##### Data shown

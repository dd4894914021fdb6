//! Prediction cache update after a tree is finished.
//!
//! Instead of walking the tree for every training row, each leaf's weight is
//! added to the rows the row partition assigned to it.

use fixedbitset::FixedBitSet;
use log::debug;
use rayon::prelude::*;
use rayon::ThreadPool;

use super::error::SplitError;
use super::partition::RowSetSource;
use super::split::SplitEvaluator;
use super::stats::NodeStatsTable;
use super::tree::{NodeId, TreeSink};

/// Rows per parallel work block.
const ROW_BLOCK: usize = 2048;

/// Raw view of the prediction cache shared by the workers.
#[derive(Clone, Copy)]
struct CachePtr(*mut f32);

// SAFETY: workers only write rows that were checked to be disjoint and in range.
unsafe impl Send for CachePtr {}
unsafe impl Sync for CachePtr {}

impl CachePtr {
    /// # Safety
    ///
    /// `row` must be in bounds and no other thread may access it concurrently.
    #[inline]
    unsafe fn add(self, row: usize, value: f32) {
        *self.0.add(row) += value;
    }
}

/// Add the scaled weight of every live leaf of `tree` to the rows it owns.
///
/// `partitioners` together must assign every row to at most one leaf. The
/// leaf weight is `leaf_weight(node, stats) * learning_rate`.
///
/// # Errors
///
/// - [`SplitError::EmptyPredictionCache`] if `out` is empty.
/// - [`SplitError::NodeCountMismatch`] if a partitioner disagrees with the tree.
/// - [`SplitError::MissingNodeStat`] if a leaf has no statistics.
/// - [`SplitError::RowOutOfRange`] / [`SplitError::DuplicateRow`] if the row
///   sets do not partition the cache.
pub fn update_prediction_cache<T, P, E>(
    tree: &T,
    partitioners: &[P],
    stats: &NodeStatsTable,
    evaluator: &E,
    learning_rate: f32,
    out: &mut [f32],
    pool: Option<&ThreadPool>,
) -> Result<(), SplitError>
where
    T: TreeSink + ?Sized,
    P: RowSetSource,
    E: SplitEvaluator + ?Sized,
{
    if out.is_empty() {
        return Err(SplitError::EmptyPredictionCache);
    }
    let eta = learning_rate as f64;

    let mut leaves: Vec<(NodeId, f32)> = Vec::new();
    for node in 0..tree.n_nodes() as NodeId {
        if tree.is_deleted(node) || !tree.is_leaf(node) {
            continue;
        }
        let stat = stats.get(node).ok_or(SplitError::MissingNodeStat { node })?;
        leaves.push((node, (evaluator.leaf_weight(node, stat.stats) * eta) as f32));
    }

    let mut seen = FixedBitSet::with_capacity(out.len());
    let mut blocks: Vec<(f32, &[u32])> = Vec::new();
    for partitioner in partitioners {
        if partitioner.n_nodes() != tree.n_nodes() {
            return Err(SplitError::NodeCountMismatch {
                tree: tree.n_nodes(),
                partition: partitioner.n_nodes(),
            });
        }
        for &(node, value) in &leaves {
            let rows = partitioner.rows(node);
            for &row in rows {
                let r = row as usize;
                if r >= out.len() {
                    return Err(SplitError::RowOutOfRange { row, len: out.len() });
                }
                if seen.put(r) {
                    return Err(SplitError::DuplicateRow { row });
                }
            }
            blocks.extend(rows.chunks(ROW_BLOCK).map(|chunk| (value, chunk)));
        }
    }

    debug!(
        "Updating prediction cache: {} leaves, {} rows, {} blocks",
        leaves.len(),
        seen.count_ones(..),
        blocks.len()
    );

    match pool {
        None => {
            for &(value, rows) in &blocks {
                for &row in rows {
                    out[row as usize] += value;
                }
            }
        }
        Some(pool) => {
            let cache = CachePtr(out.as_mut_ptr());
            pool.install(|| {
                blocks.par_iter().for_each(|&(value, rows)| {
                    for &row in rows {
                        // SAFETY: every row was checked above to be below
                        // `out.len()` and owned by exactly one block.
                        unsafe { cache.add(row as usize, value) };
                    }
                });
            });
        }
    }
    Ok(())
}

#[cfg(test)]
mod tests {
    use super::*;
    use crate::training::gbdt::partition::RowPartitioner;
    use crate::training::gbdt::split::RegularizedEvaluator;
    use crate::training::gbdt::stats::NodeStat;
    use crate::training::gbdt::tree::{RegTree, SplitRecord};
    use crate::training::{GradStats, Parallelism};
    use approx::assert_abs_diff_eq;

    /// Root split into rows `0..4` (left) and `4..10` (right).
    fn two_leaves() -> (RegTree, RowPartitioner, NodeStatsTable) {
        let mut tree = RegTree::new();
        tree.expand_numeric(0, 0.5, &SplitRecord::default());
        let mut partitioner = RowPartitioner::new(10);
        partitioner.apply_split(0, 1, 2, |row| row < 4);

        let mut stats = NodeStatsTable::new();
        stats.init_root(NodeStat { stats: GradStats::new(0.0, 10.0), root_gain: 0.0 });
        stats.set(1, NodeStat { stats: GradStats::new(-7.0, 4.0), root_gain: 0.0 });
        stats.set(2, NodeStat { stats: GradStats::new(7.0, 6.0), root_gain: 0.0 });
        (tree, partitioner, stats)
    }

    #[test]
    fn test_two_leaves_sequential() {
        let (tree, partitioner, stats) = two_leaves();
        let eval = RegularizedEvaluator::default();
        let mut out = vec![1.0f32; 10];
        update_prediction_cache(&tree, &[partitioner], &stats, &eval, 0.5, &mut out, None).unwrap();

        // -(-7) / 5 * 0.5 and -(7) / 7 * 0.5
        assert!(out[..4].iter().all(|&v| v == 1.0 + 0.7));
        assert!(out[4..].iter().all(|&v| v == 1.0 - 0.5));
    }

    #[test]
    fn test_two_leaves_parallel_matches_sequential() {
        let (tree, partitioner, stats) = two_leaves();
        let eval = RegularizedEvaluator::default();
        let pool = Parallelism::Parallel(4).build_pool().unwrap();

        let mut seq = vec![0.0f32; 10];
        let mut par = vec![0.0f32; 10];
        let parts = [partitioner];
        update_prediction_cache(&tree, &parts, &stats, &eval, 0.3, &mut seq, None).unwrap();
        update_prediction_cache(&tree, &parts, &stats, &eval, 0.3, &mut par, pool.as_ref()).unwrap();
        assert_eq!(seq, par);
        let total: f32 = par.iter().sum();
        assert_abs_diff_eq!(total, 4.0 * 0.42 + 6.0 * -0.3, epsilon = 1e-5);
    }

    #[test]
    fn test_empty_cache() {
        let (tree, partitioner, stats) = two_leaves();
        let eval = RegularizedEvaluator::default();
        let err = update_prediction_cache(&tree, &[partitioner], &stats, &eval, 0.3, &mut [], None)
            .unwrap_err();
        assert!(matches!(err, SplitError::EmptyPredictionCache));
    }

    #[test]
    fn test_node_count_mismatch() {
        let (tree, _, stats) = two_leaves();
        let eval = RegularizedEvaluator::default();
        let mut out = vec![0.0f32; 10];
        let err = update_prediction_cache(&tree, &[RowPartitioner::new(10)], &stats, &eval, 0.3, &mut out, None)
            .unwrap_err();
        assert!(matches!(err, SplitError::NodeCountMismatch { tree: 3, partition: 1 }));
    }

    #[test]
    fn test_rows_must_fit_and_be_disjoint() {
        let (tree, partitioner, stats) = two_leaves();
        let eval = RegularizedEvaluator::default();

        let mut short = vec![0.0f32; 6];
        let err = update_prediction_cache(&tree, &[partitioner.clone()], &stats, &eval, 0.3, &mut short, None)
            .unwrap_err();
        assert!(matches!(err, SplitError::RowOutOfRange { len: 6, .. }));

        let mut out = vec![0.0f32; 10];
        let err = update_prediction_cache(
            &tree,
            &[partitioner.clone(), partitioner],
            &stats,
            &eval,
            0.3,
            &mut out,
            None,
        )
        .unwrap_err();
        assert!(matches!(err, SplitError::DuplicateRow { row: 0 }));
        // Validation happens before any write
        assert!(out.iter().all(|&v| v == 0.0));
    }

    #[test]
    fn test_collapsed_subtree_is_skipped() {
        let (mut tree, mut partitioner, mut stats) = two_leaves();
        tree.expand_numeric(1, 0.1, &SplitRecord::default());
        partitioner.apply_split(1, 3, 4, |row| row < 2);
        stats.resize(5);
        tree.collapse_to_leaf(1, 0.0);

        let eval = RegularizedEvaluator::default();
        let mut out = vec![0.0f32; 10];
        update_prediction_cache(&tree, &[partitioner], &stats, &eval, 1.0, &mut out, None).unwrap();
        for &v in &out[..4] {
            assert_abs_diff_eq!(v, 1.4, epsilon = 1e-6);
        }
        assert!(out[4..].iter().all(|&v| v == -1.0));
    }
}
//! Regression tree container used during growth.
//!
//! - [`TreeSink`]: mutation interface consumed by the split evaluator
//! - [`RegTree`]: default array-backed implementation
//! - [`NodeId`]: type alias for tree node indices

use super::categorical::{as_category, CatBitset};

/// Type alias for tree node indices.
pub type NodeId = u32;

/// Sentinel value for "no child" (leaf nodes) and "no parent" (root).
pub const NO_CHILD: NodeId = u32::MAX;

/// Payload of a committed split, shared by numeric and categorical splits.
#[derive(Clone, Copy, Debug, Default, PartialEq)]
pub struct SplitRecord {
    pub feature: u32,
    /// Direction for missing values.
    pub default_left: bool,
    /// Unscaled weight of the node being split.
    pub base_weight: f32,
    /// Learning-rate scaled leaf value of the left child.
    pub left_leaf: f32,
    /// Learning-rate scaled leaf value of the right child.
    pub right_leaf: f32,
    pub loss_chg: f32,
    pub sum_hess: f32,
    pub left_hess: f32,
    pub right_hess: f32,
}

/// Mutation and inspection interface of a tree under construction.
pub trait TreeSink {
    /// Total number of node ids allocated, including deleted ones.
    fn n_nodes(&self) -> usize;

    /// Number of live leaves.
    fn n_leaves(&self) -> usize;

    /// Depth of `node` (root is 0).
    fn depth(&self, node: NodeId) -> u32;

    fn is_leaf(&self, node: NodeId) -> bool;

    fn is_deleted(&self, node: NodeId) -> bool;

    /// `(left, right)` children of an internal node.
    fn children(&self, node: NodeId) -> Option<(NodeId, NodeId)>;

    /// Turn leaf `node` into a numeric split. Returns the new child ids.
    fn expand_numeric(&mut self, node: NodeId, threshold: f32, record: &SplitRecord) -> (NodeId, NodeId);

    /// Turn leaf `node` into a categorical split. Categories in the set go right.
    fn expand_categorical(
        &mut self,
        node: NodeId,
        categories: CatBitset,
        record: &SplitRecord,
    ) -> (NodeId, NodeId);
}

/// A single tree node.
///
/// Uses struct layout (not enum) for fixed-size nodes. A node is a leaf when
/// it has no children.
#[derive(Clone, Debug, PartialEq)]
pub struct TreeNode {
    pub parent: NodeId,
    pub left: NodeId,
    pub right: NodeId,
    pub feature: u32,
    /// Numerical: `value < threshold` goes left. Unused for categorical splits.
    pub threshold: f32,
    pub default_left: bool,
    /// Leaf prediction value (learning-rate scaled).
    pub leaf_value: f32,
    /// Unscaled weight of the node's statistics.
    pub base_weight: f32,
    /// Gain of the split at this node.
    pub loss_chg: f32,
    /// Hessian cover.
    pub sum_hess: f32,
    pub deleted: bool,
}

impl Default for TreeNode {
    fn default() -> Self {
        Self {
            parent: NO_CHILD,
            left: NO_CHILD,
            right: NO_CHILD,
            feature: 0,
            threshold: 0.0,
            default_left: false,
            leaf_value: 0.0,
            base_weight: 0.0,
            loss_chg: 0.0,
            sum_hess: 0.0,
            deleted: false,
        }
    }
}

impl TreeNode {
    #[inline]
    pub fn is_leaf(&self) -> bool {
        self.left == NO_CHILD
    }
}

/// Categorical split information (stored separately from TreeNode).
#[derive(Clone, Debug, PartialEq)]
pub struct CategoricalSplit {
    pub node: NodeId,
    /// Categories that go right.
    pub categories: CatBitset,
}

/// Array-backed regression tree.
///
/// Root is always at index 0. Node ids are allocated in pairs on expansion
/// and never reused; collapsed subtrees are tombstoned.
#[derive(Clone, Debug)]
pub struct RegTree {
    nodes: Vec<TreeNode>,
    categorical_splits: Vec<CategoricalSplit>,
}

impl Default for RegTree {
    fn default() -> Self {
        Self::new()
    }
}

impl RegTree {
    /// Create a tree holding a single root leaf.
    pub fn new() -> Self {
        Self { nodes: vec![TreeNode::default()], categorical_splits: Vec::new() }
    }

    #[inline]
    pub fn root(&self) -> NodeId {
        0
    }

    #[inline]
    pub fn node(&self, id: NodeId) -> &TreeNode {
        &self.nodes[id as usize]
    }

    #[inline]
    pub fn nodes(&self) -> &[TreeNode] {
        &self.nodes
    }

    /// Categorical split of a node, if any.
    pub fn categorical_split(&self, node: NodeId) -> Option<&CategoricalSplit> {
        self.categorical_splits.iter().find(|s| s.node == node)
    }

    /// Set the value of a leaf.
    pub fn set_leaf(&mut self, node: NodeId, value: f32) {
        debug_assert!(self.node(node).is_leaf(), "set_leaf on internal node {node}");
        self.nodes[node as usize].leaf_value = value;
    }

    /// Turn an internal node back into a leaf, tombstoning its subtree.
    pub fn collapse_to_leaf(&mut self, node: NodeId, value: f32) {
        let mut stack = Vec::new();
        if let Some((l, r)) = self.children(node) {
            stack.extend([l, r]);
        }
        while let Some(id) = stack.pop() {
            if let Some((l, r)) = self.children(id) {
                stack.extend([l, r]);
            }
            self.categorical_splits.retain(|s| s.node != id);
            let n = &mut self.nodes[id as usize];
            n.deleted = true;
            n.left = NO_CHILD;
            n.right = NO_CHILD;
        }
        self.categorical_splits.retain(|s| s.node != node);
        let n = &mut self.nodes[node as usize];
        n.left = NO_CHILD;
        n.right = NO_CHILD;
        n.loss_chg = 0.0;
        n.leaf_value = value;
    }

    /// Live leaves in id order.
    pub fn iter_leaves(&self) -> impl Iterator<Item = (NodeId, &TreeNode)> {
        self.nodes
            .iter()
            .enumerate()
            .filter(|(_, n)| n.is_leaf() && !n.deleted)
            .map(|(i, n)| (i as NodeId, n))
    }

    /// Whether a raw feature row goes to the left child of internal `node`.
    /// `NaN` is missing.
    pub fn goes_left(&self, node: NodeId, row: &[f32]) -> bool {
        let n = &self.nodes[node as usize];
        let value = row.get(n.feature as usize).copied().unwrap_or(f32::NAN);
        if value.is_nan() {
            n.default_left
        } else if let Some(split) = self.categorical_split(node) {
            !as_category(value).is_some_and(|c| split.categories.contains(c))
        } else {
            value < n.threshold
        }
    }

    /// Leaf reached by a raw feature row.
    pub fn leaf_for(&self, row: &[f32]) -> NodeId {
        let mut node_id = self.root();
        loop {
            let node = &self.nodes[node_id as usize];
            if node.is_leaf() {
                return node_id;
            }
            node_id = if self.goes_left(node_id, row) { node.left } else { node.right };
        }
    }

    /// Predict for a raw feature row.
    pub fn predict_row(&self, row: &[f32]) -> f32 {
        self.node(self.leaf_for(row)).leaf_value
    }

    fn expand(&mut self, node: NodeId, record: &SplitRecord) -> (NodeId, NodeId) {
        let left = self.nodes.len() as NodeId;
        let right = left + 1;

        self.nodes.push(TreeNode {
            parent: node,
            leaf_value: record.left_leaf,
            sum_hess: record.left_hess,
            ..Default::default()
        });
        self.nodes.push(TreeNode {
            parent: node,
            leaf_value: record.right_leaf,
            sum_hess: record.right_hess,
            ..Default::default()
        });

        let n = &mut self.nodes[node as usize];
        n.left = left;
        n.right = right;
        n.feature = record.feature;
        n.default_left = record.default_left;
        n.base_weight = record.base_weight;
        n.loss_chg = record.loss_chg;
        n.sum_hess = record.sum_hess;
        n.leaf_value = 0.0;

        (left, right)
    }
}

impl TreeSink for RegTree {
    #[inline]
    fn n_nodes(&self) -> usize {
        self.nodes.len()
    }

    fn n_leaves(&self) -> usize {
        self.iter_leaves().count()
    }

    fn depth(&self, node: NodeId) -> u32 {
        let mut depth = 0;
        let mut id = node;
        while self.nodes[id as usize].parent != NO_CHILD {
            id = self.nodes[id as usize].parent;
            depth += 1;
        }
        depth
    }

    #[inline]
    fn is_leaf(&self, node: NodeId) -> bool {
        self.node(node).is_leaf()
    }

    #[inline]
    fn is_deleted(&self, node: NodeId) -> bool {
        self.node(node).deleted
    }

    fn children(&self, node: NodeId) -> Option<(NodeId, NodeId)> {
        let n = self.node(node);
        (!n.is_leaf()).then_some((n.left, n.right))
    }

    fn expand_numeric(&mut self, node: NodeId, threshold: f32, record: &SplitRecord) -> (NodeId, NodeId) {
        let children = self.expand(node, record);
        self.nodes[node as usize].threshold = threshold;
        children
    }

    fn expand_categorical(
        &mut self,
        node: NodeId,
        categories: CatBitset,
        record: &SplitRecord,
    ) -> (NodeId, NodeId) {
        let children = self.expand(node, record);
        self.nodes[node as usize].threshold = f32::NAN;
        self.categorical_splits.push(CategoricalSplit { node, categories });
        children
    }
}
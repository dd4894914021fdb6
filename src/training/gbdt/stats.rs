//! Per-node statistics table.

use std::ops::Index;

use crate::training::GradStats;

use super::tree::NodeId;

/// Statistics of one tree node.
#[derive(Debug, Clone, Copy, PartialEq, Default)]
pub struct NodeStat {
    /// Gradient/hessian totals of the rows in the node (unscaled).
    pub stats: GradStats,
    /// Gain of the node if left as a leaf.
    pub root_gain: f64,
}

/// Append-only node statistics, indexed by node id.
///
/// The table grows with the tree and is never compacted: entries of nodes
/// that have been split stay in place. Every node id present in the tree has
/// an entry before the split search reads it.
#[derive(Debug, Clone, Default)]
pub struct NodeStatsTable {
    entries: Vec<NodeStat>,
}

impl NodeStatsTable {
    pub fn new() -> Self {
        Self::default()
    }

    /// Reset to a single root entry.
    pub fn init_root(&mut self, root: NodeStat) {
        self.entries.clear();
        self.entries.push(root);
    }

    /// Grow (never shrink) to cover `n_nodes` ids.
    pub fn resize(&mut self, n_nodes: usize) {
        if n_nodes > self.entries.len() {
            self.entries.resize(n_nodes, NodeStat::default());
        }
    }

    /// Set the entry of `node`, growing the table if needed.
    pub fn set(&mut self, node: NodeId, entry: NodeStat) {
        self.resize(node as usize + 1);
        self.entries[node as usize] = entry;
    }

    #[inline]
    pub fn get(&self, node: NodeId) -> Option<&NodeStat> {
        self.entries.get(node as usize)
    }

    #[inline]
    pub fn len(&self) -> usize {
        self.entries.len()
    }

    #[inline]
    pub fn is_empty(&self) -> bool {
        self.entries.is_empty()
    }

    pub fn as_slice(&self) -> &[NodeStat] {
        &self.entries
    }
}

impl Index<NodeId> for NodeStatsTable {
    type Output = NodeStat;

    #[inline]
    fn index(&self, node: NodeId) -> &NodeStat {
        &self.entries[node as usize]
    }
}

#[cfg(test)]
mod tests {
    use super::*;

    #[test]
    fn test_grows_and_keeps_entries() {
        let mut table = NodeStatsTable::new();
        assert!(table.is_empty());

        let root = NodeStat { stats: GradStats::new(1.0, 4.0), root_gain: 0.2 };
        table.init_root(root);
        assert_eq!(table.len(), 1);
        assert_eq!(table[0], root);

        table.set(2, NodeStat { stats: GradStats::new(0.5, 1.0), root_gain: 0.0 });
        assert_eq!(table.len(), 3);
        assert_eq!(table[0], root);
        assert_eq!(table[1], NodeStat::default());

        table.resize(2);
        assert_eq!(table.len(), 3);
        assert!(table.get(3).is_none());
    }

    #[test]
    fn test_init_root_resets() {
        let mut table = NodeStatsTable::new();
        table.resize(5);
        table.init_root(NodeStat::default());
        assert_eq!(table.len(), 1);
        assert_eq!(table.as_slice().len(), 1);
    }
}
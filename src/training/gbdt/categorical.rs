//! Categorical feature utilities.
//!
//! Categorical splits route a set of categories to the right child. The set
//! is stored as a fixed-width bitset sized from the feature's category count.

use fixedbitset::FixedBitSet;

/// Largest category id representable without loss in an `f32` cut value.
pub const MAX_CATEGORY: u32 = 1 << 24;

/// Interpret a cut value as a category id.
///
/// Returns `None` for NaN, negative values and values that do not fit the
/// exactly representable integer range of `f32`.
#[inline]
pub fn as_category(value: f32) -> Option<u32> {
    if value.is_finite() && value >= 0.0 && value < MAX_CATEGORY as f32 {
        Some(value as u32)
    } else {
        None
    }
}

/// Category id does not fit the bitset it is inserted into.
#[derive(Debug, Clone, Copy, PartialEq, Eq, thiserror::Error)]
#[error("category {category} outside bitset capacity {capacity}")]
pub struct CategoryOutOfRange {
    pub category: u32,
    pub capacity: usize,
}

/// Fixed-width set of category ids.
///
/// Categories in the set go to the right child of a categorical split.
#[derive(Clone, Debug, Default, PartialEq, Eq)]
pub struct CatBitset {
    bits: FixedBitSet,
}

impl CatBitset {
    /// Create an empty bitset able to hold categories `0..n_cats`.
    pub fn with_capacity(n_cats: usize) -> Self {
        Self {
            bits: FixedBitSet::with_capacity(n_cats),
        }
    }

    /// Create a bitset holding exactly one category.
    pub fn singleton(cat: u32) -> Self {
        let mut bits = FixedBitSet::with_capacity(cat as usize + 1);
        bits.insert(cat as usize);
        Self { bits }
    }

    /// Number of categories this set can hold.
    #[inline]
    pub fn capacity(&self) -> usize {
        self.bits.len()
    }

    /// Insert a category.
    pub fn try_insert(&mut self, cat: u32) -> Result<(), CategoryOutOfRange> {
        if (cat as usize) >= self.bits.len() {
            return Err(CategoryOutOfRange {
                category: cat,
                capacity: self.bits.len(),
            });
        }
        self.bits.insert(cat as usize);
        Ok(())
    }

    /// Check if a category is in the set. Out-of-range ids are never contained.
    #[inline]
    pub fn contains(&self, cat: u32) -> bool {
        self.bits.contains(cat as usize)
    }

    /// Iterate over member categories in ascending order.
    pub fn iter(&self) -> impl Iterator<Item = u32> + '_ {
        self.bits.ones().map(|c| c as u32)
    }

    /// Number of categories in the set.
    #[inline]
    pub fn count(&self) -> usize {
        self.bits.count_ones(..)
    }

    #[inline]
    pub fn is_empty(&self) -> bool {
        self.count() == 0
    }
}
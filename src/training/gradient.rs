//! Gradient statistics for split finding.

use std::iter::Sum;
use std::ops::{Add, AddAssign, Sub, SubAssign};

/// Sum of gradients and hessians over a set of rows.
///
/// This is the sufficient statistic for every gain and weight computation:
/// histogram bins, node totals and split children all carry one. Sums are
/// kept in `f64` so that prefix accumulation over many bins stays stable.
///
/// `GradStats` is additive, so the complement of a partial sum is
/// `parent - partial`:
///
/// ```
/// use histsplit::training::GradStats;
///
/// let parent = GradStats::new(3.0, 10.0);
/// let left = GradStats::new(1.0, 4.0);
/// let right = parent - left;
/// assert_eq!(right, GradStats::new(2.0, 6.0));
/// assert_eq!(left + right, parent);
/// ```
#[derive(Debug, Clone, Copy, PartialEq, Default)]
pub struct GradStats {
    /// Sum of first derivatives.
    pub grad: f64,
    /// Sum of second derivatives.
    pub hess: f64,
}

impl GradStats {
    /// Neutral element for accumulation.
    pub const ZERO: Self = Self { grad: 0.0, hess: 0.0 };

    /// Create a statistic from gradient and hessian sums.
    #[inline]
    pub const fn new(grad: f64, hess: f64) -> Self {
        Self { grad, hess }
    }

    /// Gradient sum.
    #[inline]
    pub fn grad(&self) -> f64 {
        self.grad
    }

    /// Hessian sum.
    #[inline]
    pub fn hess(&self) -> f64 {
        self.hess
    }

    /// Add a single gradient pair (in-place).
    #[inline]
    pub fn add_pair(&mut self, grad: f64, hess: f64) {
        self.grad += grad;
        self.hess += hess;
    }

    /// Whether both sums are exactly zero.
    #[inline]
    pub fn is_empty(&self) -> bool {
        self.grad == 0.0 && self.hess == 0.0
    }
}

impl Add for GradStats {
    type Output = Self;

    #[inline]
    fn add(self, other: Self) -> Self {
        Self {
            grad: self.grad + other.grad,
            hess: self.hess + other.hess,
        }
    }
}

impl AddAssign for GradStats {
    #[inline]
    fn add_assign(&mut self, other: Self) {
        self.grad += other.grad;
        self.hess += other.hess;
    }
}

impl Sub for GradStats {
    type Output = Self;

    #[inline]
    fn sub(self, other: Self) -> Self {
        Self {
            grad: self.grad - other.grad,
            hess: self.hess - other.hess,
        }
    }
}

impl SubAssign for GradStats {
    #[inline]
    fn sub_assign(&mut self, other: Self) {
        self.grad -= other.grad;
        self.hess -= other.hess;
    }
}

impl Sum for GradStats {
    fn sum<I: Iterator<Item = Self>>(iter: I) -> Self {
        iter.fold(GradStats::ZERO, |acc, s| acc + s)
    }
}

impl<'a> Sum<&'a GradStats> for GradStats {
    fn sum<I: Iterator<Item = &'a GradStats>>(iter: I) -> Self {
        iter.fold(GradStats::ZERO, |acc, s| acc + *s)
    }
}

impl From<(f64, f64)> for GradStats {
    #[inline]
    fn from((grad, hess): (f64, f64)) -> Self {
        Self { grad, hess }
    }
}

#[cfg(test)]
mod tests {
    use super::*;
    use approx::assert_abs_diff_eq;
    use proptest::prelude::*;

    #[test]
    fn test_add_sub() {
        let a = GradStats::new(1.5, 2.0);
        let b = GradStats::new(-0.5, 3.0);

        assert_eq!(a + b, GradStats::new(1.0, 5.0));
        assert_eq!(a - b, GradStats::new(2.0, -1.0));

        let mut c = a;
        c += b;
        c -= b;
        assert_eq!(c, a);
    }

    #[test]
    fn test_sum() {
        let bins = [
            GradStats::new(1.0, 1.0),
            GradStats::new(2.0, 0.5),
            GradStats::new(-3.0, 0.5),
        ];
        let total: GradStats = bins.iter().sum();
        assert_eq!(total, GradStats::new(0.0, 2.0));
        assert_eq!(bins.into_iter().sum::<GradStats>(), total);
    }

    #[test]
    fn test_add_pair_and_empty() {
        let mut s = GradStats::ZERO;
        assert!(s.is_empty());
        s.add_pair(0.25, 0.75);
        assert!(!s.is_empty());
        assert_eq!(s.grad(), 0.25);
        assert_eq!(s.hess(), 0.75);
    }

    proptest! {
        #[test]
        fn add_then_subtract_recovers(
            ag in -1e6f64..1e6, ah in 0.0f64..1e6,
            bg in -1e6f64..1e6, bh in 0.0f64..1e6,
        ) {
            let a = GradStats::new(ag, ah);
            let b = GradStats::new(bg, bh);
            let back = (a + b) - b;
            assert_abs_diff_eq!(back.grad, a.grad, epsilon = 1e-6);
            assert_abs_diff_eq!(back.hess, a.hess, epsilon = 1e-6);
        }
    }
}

##########

Task instructions:
Please restate, word for word, the lines of the entries that run from the first line through the one holding "assigned to it.", and add nothing.

Output of the task:
repository dd4894914021fdb6
//! Prediction cache update after a tree is finished.
//!
//! Instead of walking the tree for every training row, each leaf's weight is
//! added to the rows the row partition assigned to it.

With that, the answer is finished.